* **MATERIAL PROVIDED**
● ● ●

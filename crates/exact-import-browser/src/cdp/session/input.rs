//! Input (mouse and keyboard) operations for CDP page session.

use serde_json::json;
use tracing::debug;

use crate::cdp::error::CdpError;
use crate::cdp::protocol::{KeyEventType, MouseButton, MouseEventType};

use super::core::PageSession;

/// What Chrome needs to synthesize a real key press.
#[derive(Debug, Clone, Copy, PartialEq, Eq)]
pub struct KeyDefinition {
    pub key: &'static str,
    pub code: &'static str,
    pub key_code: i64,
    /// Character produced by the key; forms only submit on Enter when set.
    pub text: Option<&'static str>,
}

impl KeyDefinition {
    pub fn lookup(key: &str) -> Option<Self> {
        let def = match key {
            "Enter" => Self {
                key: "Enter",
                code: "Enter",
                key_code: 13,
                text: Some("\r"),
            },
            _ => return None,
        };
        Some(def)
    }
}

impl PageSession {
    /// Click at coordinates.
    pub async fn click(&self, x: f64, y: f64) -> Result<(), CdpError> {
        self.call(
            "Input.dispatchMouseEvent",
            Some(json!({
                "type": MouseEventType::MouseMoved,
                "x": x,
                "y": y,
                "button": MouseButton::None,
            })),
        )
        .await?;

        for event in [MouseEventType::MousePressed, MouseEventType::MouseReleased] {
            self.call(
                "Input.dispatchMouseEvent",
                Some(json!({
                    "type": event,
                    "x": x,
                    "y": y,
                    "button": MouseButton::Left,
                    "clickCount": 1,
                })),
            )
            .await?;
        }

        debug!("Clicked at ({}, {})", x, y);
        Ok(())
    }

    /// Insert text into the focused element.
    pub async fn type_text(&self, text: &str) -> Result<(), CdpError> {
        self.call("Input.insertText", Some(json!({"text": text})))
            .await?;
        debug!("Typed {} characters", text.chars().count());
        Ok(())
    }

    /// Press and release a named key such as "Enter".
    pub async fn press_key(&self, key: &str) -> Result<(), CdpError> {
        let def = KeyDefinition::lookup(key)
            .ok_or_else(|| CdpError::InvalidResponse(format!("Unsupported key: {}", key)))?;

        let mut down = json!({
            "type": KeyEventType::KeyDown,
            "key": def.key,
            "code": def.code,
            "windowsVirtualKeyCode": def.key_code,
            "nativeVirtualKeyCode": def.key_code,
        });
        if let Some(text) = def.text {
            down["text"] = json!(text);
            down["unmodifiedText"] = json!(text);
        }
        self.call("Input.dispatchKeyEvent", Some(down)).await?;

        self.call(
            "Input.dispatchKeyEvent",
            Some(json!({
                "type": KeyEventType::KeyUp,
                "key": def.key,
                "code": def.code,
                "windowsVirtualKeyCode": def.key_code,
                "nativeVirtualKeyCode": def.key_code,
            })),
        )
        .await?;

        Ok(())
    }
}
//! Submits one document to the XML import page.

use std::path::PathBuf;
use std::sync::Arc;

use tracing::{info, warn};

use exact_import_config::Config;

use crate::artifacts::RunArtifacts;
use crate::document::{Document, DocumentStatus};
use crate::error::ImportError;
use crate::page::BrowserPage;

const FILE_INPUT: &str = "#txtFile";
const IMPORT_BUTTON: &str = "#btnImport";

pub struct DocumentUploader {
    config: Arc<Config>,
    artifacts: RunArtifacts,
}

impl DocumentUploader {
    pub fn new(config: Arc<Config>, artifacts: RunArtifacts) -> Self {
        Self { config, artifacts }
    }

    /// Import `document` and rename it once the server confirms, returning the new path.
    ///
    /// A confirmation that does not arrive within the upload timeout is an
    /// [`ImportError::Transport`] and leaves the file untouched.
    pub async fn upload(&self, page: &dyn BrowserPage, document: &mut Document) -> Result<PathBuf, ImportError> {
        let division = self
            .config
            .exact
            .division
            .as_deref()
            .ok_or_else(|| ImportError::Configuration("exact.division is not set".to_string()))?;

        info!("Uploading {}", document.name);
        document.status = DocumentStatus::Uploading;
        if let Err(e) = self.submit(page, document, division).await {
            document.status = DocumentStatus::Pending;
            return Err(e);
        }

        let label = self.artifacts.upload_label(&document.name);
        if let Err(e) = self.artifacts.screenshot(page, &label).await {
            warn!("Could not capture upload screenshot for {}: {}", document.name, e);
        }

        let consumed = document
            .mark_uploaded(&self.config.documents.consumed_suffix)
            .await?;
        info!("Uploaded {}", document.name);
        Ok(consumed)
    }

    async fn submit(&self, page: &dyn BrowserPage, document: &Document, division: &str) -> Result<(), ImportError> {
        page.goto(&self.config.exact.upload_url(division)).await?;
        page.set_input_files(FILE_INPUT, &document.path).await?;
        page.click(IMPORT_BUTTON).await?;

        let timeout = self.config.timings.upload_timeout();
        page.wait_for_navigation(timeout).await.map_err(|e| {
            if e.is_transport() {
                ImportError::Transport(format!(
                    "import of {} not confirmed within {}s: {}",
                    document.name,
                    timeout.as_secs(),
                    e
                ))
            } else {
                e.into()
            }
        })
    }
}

● ● ●

Answer with a single number, the count of lines in the data that contain "label".

* **FINAL ANSWER**
2